Historical transmission
The earliest credible evidence of coffee-drinking or knowledge of the coffee tree appears in the middle of the 15th century in the accounts of Ahmed al-Ghaffar in Yemen.[2] It was here in Arabia that coffee seeds were first roasted and brewed in a similar way to how it is prepared now. Coffee was used by Sufi circles to stay awake for their religious rituals.[8] Accounts differ on the origin of the coffee plant prior to its appearance in Yemen. From Ethiopia, coffee could have been introduced to Yemen via trade across the Red Sea.[9] One account credits Muhammad Ibn Sa'd for bringing the beverage to Aden from the African coast.[10] Other early accounts say Ali ben Omar of the Shadhili Sufi order was the first to introduce coffee to Arabia.[11]

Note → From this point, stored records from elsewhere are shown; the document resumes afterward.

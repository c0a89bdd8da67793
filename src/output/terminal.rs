//! Terminal output with colors.
//!
//! Renders result records as aligned key/value tables for interactive use.

use crate::models::{Eui64Report, Ipv4SubnetReport, Ipv6SubnetReport, VlsmPlan};
use colored::Colorize;

/// Format a value as a quoted, right-aligned field.
///
/// # Arguments
/// * `value` - The value to format
/// * `width` - The minimum width of the field
pub fn format_field<T: ToString>(value: T, width: usize) -> String {
    let value_str = value.to_string();
    let quoted = format!("\"{value_str}\"");
    let quoted_len = quoted.len();

    if quoted_len >= width {
        quoted
    } else {
        format!("{quoted:>width$}")
    }
}

fn print_kv(label: &str, value: &str) {
    println!("{:<18} {}", label.bold(), value);
}

fn flag(set: bool) -> String {
    if set {
        "yes".green().to_string()
    } else {
        "no".normal().to_string()
    }
}

/// Print an IPv4 subnet report.
pub fn print_ipv4_report(report: &Ipv4SubnetReport) {
    println!("{}", format!("# {}", report.cidr).cyan());
    print_kv("network", &report.network.to_string());
    print_kv("broadcast", &report.broadcast.to_string());
    print_kv("netmask", &report.netmask.to_string());
    print_kv("wildcard_mask", &report.wildcard_mask.to_string());
    print_kv("first_host", &report.first_host.to_string());
    print_kv("last_host", &report.last_host.to_string());
    print_kv("host_count", &report.host_count.to_string());
    print_kv("private", &flag(report.is_private));
    print_kv("loopback", &flag(report.is_loopback));
    print_kv("link_local", &flag(report.is_link_local));
    print_kv("multicast", &flag(report.is_multicast));
}

/// Print an IPv6 subnet report.
pub fn print_ipv6_report(report: &Ipv6SubnetReport) {
    println!(
        "{}",
        format!("# {}/{}", report.address_compressed, report.prefix).cyan()
    );
    print_kv("address", &report.address_compressed);
    print_kv("expanded", &report.address_expanded);
    print_kv("network", &report.network_compressed);
    print_kv("network_expanded", &report.network_expanded);
    print_kv("host_bits", &report.host_bits.to_string());
    if let Some(count) = report.subnets_64 {
        print_kv("subnets_64", &count.to_string());
    }
    if let Some(solicited) = &report.solicited_node {
        print_kv("solicited_node", solicited);
    }
    print_kv("class", &report.class.to_string());
}

/// Print an EUI-64 report.
pub fn print_eui64_report(report: &Eui64Report) {
    println!("{}", format!("# {}", report.mac).cyan());
    print_kv("interface_id", &report.interface_id);
    print_kv("address", &report.address_compressed);
    print_kv("expanded", &report.address_expanded);
    print_kv("link_local", &report.link_local);
    print_kv("solicited_node", &report.solicited_node);
}

/// Print a VLSM plan as an allocation table plus aggregates.
pub fn print_vlsm_plan(plan: &VlsmPlan) {
    if !plan.success {
        let message = plan.error_message.as_deref().unwrap_or("unknown error");
        println!("{} {}", "plan failed:".on_red(), message);
        return;
    }

    println!(
        "{name}{cidr}{hosts}{range}{slack}",
        name = format_field("name", 16),
        cidr = format_field("cidr", 20),
        hosts = format_field("hosts", 10),
        range = format_field("first-last", 34),
        slack = format_field("slack", 9),
    );
    for a in &plan.allocations {
        println!(
            "{name}{cidr}{hosts}{range}{slack}",
            name = format_field(&a.name, 16),
            cidr = format_field(a.cidr, 20),
            hosts = format_field(a.hosts_allocated, 10),
            range = format_field(format!("{}-{}", a.first_host, a.last_host), 34),
            slack = format_field(a.slack_hosts, 9),
        );
    }
    println!(
        "{} requested {}, allocated {}, wasted {}, utilization {:.1}%",
        "summary:".bold(),
        plan.total_hosts,
        plan.allocated_hosts,
        plan.wasted_hosts,
        plan.utilization_percent
    );
}

#[cfg(test)]
mod tests {
    use super::*;

    #[test]
    fn test_format_field_short() {
        assert_eq!(format_field("test", 10), "    \"test\"");
    }

    #[test]
    fn test_format_field_exact() {
        assert_eq!(format_field("test", 6), "\"test\"");
    }

    #[test]
    fn test_format_field_long() {
        assert_eq!(format_field("long_value", 5), "\"long_value\"");
    }

    #[test]
    fn test_format_field_number() {
        assert_eq!(format_field(42, 6), "  \"42\"");
    }
}
//! IPv4 address and CIDR notation utilities.
//!
//! Provides [`Ipv4`] struct for representing IPv4 addresses with prefix
//! lengths, along with the bit arithmetic used by the subnet engine and the
//! VLSM planner.

use crate::errors::{NetcalcError, Result};
use serde::de;
use serde::{Deserialize, Deserializer, Serialize};
use std::net::Ipv4Addr;
use std::str::FromStr;

/// Maximum length for an IPv4 prefix (32 bits).
pub const MAX_LENGTH: u8 = 32;

/// Convert a CIDR prefix length to a subnet mask as u32.
///
/// # Examples
/// ```
/// use netcalc::models::cidr_mask;
/// assert_eq!(cidr_mask(24).unwrap(), 0xFFFFFF00);
/// ```
pub fn cidr_mask(len: u8) -> Result<u32> {
    if len > MAX_LENGTH {
        Err(NetcalcError::InvalidPrefixLength(format!(
            "/{len} (IPv4 maximum is /{MAX_LENGTH})"
        )))
    } else {
        let right_len = MAX_LENGTH - len;
        let all_bits = u32::MAX as u64;

        let mask = (all_bits >> right_len) << right_len;

        Ok(mask as u32)
    }
}

/// Convert a CIDR prefix length to its wildcard (inverse) mask.
pub fn wildcard_mask(len: u8) -> Result<u32> {
    Ok(!cidr_mask(len)?)
}

/// Get the network address for a given IP and prefix length.
pub fn network_addr(addr: Ipv4Addr, len: u8) -> Result<Ipv4Addr> {
    let mask = cidr_mask(len)?;
    Ok(Ipv4Addr::from(u32::from(addr) & mask))
}

/// Calculate the broadcast address for a given IP and prefix length.
pub fn broadcast_addr(addr: Ipv4Addr, len: u8) -> Result<Ipv4Addr> {
    let mask = cidr_mask(len)?;
    let network_bits = u32::from(addr) & mask;
    Ok(Ipv4Addr::from(network_bits | !mask))
}

/// Calculate the number of usable host addresses for a prefix length.
///
/// A /31 yields both addresses (RFC 3021 point-to-point) and a /32 yields
/// one (host route); every shorter prefix excludes the network and
/// broadcast addresses.
pub fn usable_hosts(len: u8) -> Result<u64> {
    match len {
        MAX_LENGTH => Ok(1),
        31 => Ok(2),
        l if l < 31 => Ok((1u64 << (MAX_LENGTH - l)) - 2),
        _ => Err(NetcalcError::InvalidPrefixLength(format!(
            "/{len} (IPv4 maximum is /{MAX_LENGTH})"
        ))),
    }
}

/// First and last usable host addresses for a network/broadcast pair.
///
/// Follows the same /31 and /32 special cases as [`usable_hosts`].
pub fn host_range(network: Ipv4Addr, broadcast: Ipv4Addr, len: u8) -> (Ipv4Addr, Ipv4Addr) {
    match len {
        MAX_LENGTH => (network, network),
        31 => (network, broadcast),
        _ => (
            Ipv4Addr::from(u32::from(network) + 1),
            Ipv4Addr::from(u32::from(broadcast) - 1),
        ),
    }
}

/// IPv4 address with CIDR notation support.
#[derive(Eq, Ord, Debug, Copy, Clone, Hash)]
pub struct Ipv4 {
    /// The IPv4 address.
    pub addr: Ipv4Addr,
    /// The prefix length (0-32).
    pub mask: u8,
}

impl Serialize for Ipv4 {
    fn serialize<S>(&self, serializer: S) -> std::result::Result<S::Ok, S::Error>
    where
        S: serde::ser::Serializer,
    {
        let cidr = format!("{}/{}", self.addr, self.mask);
        serializer.serialize_str(&cidr)
    }
}

impl<'de> Deserialize<'de> for Ipv4 {
    fn deserialize<D>(deserializer: D) -> std::result::Result<Ipv4, D::Error>
    where
        D: Deserializer<'de>,
    {
        let s = String::deserialize(deserializer)?;
        Ipv4::new(&s).map_err(de::Error::custom)
    }
}

impl Ipv4 {
    /// Create a new [`Ipv4`] from a CIDR string (e.g., "10.0.0.0/24").
    pub fn new(addr_cidr: &str) -> Result<Ipv4> {
        let addr_cidr = addr_cidr.trim();
        let parts: Vec<&str> = addr_cidr.split('/').collect();
        if parts.len() != 2 {
            return Err(NetcalcError::InvalidAddressFormat(format!(
                "expected address/prefix, got \"{addr_cidr}\""
            )));
        }
        let addr = Ipv4Addr::from_str(parts[0]).map_err(|_| {
            NetcalcError::InvalidAddressFormat(format!("invalid IPv4 address \"{}\"", parts[0]))
        })?;
        let mask: u8 = parts[1].parse().map_err(|_| {
            NetcalcError::InvalidPrefixLength(format!("\"{}\" is not a prefix length", parts[1]))
        })?;
        if mask > MAX_LENGTH {
            return Err(NetcalcError::InvalidPrefixLength(format!(
                "/{mask} (IPv4 maximum is /{MAX_LENGTH})"
            )));
        }
        Ok(Ipv4 { addr, mask })
    }

    /// Get the lowest (network) address in the subnet.
    pub fn lo(&self) -> Ipv4Addr {
        debug_assert!(self.mask <= MAX_LENGTH);
        let right_len = u32::from(MAX_LENGTH - self.mask.min(MAX_LENGTH));
        let bits = (u64::from(u32::from(self.addr)) >> right_len) << right_len;
        Ipv4Addr::from(bits as u32)
    }

    /// Get the highest (broadcast) address in the subnet.
    pub fn hi(&self) -> Ipv4Addr {
        let right_len = u32::from(MAX_LENGTH - self.mask.min(MAX_LENGTH));
        let wildcard = if right_len == 0 {
            0
        } else {
            (u64::from(u32::MAX) >> (32 - right_len)) as u32
        };
        Ipv4Addr::from(u32::from(self.lo()) | wildcard)
    }

    /// True if `ip` falls inside this subnet.
    pub fn contains(&self, ip: Ipv4Addr) -> bool {
        self.lo() <= ip && ip <= self.hi()
    }
}

impl std::fmt::Display for Ipv4 {
    fn fmt(&self, f: &mut std::fmt::Formatter) -> std::fmt::Result {
        write!(f, "{}/{}", self.addr, self.mask)
    }
}

impl PartialEq for Ipv4 {
    fn eq(&self, other: &Ipv4) -> bool {
        self.addr == other.addr && self.mask == other.mask
    }
}

impl PartialOrd for Ipv4 {
    fn partial_cmp(&self, other: &Ipv4) -> Option<std::cmp::Ordering> {
        Some(self.cmp(other))
    }
}

#[cfg(test)]
mod tests {
    use super::*;

    #[test]
    fn test_cidr_mask() {
        assert_eq!(cidr_mask(0).unwrap(), 0x00000000);
        assert_eq!(cidr_mask(8).unwrap(), 0xFF000000);
        assert_eq!(cidr_mask(16).unwrap(), 0xFFFF0000);
        assert_eq!(cidr_mask(24).unwrap(), 0xFFFFFF00);
        assert_eq!(cidr_mask(32).unwrap(), 0xFFFFFFFF);
        assert!(cidr_mask(33).is_err());
    }

    #[test]
    fn test_wildcard_mask() {
        assert_eq!(wildcard_mask(24).unwrap(), 0x000000FF);
        assert_eq!(wildcard_mask(0).unwrap(), 0xFFFFFFFF);
        assert_eq!(wildcard_mask(32).unwrap(), 0x00000000);
    }

    #[test]
    fn test_network_and_broadcast() {
        let ip = Ipv4Addr::new(192, 168, 1, 42);
        assert_eq!(network_addr(ip, 24).unwrap(), Ipv4Addr::new(192, 168, 1, 0));
        assert_eq!(network_addr(ip, 16).unwrap(), Ipv4Addr::new(192, 168, 0, 0));
        assert_eq!(network_addr(ip, 32).unwrap(), ip);
        assert!(network_addr(ip, 33).is_err());

        assert_eq!(
            broadcast_addr(ip, 24).unwrap(),
            Ipv4Addr::new(192, 168, 1, 255)
        );
        assert_eq!(
            broadcast_addr(ip, 8).unwrap(),
            Ipv4Addr::new(192, 255, 255, 255)
        );
        assert_eq!(broadcast_addr(ip, 32).unwrap(), ip);
    }

    #[test]
    fn test_usable_hosts() {
        assert_eq!(usable_hosts(0).unwrap(), 4294967294);
        assert_eq!(usable_hosts(8).unwrap(), 16777214);
        assert_eq!(usable_hosts(24).unwrap(), 254);
        assert_eq!(usable_hosts(30).unwrap(), 2);
        assert_eq!(usable_hosts(31).unwrap(), 2);
        assert_eq!(usable_hosts(32).unwrap(), 1);
        assert!(usable_hosts(33).is_err());
    }

    #[test]
    fn test_host_range_specials() {
        let net = Ipv4Addr::new(192, 0, 2, 10);
        let bc = Ipv4Addr::new(192, 0, 2, 11);
        assert_eq!(host_range(net, bc, 31), (net, bc));
        assert_eq!(host_range(net, net, 32), (net, net));

        let net = Ipv4Addr::new(192, 168, 1, 0);
        let bc = Ipv4Addr::new(192, 168, 1, 255);
        assert_eq!(
            host_range(net, bc, 24),
            (
                Ipv4Addr::new(192, 168, 1, 1),
                Ipv4Addr::new(192, 168, 1, 254)
            )
        );
    }

    #[test]
    fn test_ipv4_new_errors() {
        assert!(matches!(
            Ipv4::new("10.0.0.0"),
            Err(NetcalcError::InvalidAddressFormat(_))
        ));
        assert!(matches!(
            Ipv4::new("300.0.0.0/8"),
            Err(NetcalcError::InvalidAddressFormat(_))
        ));
        assert!(matches!(
            Ipv4::new("10.0.0.0/33"),
            Err(NetcalcError::InvalidPrefixLength(_))
        ));
        assert!(matches!(
            Ipv4::new("10.0.0.0/abc"),
            Err(NetcalcError::InvalidPrefixLength(_))
        ));
    }

    #[test]
    fn test_lo_hi_contains() {
        let net = Ipv4::new("10.0.10.0/24").unwrap();
        assert_eq!(net.lo(), Ipv4Addr::new(10, 0, 10, 0));
        assert_eq!(net.hi(), Ipv4Addr::new(10, 0, 10, 255));
        assert!(net.contains(Ipv4Addr::new(10, 0, 10, 77)));
        assert!(!net.contains(Ipv4Addr::new(10, 0, 11, 0)));

        let all = Ipv4::new("0.0.0.0/0").unwrap();
        assert_eq!(all.hi(), Ipv4Addr::new(255, 255, 255, 255));
        assert!(all.contains(Ipv4Addr::new(8, 8, 8, 8)));
    }

    #[test]
    fn test_ip4_cmp() {
        let ip1 = Ipv4::new("10.0.0.1/24").unwrap();
        let ip2 = Ipv4::new("10.0.0.2/24").unwrap();
        let ip3 = Ipv4::new("10.0.0.1/24").unwrap();

        assert!(ip1 < ip2);
        assert!(ip1 == ip3);
        assert!(ip2 > ip1);
        assert!(ip2 >= ip3);
    }

    #[test]
    fn test_serde_roundtrip() {
        let ip = Ipv4::new("192.168.1.0/24").unwrap();
        let json = serde_json::to_string(&ip).unwrap();
        assert_eq!(json, "\"192.168.1.0/24\"");
        let back: Ipv4 = serde_json::from_str(&json).unwrap();
        assert_eq!(back, ip);
    }
}
use netcalc::codec::Ipv4Format;
use netcalc::models::VlsmRequirement;
use netcalc::output;
use std::error::Error;

/// Output rendering selected on the command line.
#[derive(PartialEq)]
enum Render {
    Terminal,
    Json,
    Csv,
}

fn main() -> Result<(), Box<dyn Error>> {
    // Keep main thin; all computation lives in the library.
    log4rs::init_file("log4rs.yml", Default::default()).expect("Error initializing log4rs");
    log::info!("#Start main()");

    let mut args: Vec<String> = std::env::args().skip(1).collect();
    let render = take_render_flag(&mut args);

    let Some(command) = args.first().cloned() else {
        return Err(usage());
    };
    let rest = &args[1..];

    match command.as_str() {
        "subnet" => {
            let [cidr] = rest else { return Err(usage()) };
            let report = netcalc::ipv4_summary(cidr)?;
            match render {
                Render::Terminal => output::print_ipv4_report(&report),
                Render::Json => println!("{}", output::to_json(&report)?),
                Render::Csv => print!("{}", output::ipv4_report_csv(&report)),
            }
        }
        "ipv6" => {
            let [text] = rest else { return Err(usage()) };
            let report = netcalc::ipv6_summary(text)?;
            match render {
                Render::Terminal => output::print_ipv6_report(&report),
                Render::Json => println!("{}", output::to_json(&report)?),
                Render::Csv => print!("{}", output::ipv6_report_csv(&report)),
            }
        }
        "eui64" => {
            let (mac, prefix) = match rest {
                [mac] => (mac, None),
                [mac, prefix] => (mac, Some(prefix.as_str())),
                _ => return Err(usage()),
            };
            let report = netcalc::eui64_summary(mac, prefix)?;
            match render {
                Render::Terminal => output::print_eui64_report(&report),
                Render::Json => println!("{}", output::to_json(&report)?),
                Render::Csv => print!("{}", output::eui64_report_csv(&report)),
            }
        }
        "vlsm" => {
            let [base, specs @ ..] = rest else { return Err(usage()) };
            if specs.is_empty() {
                return Err(usage());
            }
            let requirements = parse_requirements(specs)?;
            let plan = netcalc::vlsm_summary(base, &requirements)?;
            match render {
                Render::Terminal => output::print_vlsm_plan(&plan),
                Render::Json => println!("{}", output::to_json(&plan)?),
                Render::Csv => print!("{}", output::vlsm_plan_csv(&plan)),
            }
            if !plan.success {
                std::process::exit(1);
            }
        }
        "convert" => {
            let [value, format] = rest else { return Err(usage()) };
            let report = netcalc::convert_ipv4(value, Ipv4Format::from_name(format)?)?;
            match render {
                Render::Terminal => {
                    println!("dotted   {}", report.dotted);
                    println!("decimal  {}", report.decimal);
                    println!("binary   {}", report.binary);
                    println!("hex      {}", report.hex);
                }
                Render::Json => println!("{}", output::to_json(&report)?),
                Render::Csv => {
                    println!("Property,Value");
                    println!("dotted,{}", report.dotted);
                    println!("decimal,{}", report.decimal);
                    println!("binary,{}", report.binary);
                    println!("hex,{}", report.hex);
                }
            }
        }
        _ => return Err(usage()),
    }

    Ok(())
}

/// Pull `--json` / `--csv` out of the argument list.
fn take_render_flag(args: &mut Vec<String>) -> Render {
    let mut render = Render::Terminal;
    args.retain(|a| match a.as_str() {
        "--json" => {
            render = Render::Json;
            false
        }
        "--csv" => {
            render = Render::Csv;
            false
        }
        _ => true,
    });
    render
}

/// Turn `name=hosts` arguments into requirements with generated ids.
fn parse_requirements(specs: &[String]) -> Result<Vec<VlsmRequirement>, Box<dyn Error>> {
    let mut requirements = Vec::with_capacity(specs.len());
    for (i, spec) in specs.iter().enumerate() {
        let Some((name, hosts)) = spec.split_once('=') else {
            return Err(format!("expected name=hosts, got \"{spec}\"").into());
        };
        let hosts_required: u64 = hosts
            .parse()
            .map_err(|_| format!("\"{hosts}\" is not a host count"))?;
        requirements.push(VlsmRequirement {
            id: format!("req-{}", i + 1),
            name: name.to_string(),
            hosts_required,
            description: None,
        });
    }
    Ok(requirements)
}

fn usage() -> Box<dyn Error> {
    "usage: netcalc [--json|--csv] <command>\n\
     \n\
     commands:\n\
       subnet  <a.b.c.d/n>              IPv4 subnet report\n\
       ipv6    <addr[/prefix]>          IPv6 subnet report (default /64)\n\
       eui64   <mac> [prefix]           EUI-64 derivation (default fe80::)\n\
       vlsm    <base/n> <name=hosts>..  VLSM plan\n\
       convert <value> <format>         IPv4 between dotted|decimal|binary|hex"
        .into()
}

According to al Shardi, Ali ben Omar may have encountered coffee during his stay with the Adal king Sadadin's companions in 1401. Famous 16th-century Islamic scholar Ibn Hajar al-Haytami notes in his writings a beverage called qahwa developed from a tree in the Zeila region in Somaliland.[8] Coffee was first exported from Ethiopia to Yemen by Somali merchants from Berbera and Zeila in modern-day Somaliland, which was procured from Harar and the Abyssinian interior. According to Captain Haines, who was the colonial administrator of Aden (1839–1854), Mocha historically imported up to two-thirds of their coffee from Berbera-based merchants before the coffee trade of Mocha was captured by British-controlled Aden in the 19th century. Thereafter, much of the Ethiopian coffee was exported to Aden via Berbera.[12]
By the 16th century, coffee had reached the rest of the Middle East, Persia, Turkey, and North Africa.[13] The first coffee seeds were smuggled out of the Middle East by Sufi Baba Budan from Yemen to the Indian subcontinent during the time. Before then, all exported coffee was boiled or otherwise sterilized. Portraits of Baba Budan depict him as having smuggled seven coffee seeds by strapping them to his chest. The first plants grown from these smuggled seeds were planted in Mysore.
Coffee had spread to Italy by 1600, and then to the rest of Europe, Indonesia, and the Americas.[14]
In 1583, Leonhard Rauwolf, a German physician, gave this description of coffee after returning from a ten-year trip to the Near East:
A beverage as black as ink, useful against numerous illnesses, particularly those of the stomach. Its consumers take it in the morning, quite frankly, in a porcelain cup that is passed around and from which each one drinks a cupful. It is composed of water and the fruit from a bush called bunnu.
— Léonard Rauwolf, Reise in die Morgenländer (in German)
The thriving trade between Venice and North Africa, Egypt, and the Middle East (back then Ottoman Empire) brought many goods, including coffee, to the Venetian port. From Venice, it was introduced to the rest of Europe. Coffee became more widely accepted after it was deemed a Christian beverage by Pope Clement VIII in 1600, despite appeals to ban the "Muslim drink". The first European coffee house opened in Rome in 1645.[citation needed]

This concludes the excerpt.